Family Business
December 21, 2010
Cory Perez, retail manager with Morrison at 600-bed Jersey Shore University Medical Center in Neptune City, N.J., didn’t mean to follow his mother, Betty Perez, senior director of food and nutrition services at NYU Langone Medical Center in New York City, into healthcare foodservice. FSD talked with Cory Perez to find out how much of an influence his mother, an IFMA 2009 Silver Plate winner, had on him entering into non-commercial foodservice.
“My degree is in business administration with a concentration in management. I went to Ramapo College of New Jersey in Mahwah. Getting into healthcare foodservice happened by accident. I started at Good Samaritan Hospital in Suffern, N.Y., when I was in school because it worked out well with my schedule. I worked there for three and a half years before moving to Jersey Shore last month.
There was always something that I found attractive about healthcare in general, especially foodservice because it’s a way to help the healing process without being a doctor or nurse.
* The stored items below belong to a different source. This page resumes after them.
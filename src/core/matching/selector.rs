//! Report selection
//!
//! Turns the matcher's per-report matches into the set of report ids to
//! correlate, optionally dropping reports sourced from the market
//! authorization holder.

use crate::config::{MasterLayout, SelectionConfig};
use crate::domain::{ExtractRow, ReportId};
use std::collections::BTreeSet;

/// The report id universe for one run
#[derive(Debug, Clone, Default, PartialEq, Eq)]
pub struct Selection {
    /// Ids to correlate
    pub universe: BTreeSet<ReportId>,

    /// Ids implicated by drug matches before filtering
    pub candidates: usize,

    /// Ids removed by the source filter
    pub removed_by_source: usize,
}

/// Selects the report ids to correlate
#[derive(Debug, Clone)]
pub struct ReportSelector {
    layout: MasterLayout,
    /// Lowercased marker, `None` disables the source filter
    mah_marker: Option<String>,
}

impl ReportSelector {
    /// Selector with the source filter on, matching `marker` case-insensitively
    pub fn with_source_filter(layout: MasterLayout, marker: &str) -> Self {
        Self {
            layout,
            mah_marker: Some(marker.trim().to_lowercase()),
        }
    }

    /// Selector that keeps every candidate
    pub fn without_source_filter(layout: MasterLayout) -> Self {
        Self {
            layout,
            mah_marker: None,
        }
    }

    /// Builds the selector from configuration
    pub fn from_config(layout: &MasterLayout, selection: &SelectionConfig) -> Self {
        if selection.exclude_mah_sourced {
            Self::with_source_filter(layout.clone(), &selection.mah_marker)
        } else {
            Self::without_source_filter(layout.clone())
        }
    }

    /// Narrows `candidates` using the master extract
    ///
    /// Only master rows whose report id is already a candidate are looked at,
    /// so the result is always a subset of `candidates`. A candidate with no
    /// usable master row is kept.
    pub fn select(&self, candidates: BTreeSet<ReportId>, master_rows: &[ExtractRow]) -> Selection {
        let candidate_count = candidates.len();

        let Some(marker) = self.mah_marker.as_deref() else {
            return Selection {
                universe: candidates,
                candidates: candidate_count,
                removed_by_source: 0,
            };
        };

        let min_fields = self.layout.source_filter_fields();
        let mut excluded: BTreeSet<ReportId> = BTreeSet::new();

        for row in master_rows {
            if !row.has_at_least(min_fields) {
                continue;
            }
            let Some(report_id) = row
                .cleaned(self.layout.report_id)
                .and_then(|raw| ReportId::new(raw).ok())
            else {
                continue;
            };
            if !candidates.contains(&report_id) {
                continue;
            }

            let source = row.cleaned_or_empty(self.layout.source).to_lowercase();
            if source.contains(marker) {
                tracing::debug!(report_id = %report_id, source = %source, "Excluding manufacturer-sourced report");
                excluded.insert(report_id);
            }
        }

        let universe: BTreeSet<ReportId> = candidates.difference(&excluded).cloned().collect();
        let removed_by_source = candidate_count - universe.len();

        tracing::info!(
            candidates = candidate_count,
            selected = universe.len(),
            removed_by_source,
            "Report selection complete"
        );

        Selection {
            universe,
            candidates: candidate_count,
            removed_by_source,
        }
    }
}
When I got into healthcare, my mom didn’t have that much of an effect on the decision because it was an opportunity and the hospital was willing to work with my schedule. She played such a huge role in everything else. There wasn’t one specific conversation that we had that made me want to get into foodservice. She always said that no matter what you do, you have to be passionate and love what you do.
In a small way my mom’s health scare—a ruptured brain aneurysm in 2007—did affect me wanting to work in a hospital because throughout her ordeal her treatment was outstanding. It had a lot to do with her position within the hospital that set up that preferential treatment. She wasn’t treated like just some other patient.
Even though my mom has played a large role in me going into foodservice, I’m not trying to follow her footsteps. I’m paving my own way, and Morrison has helped jump-start my career.”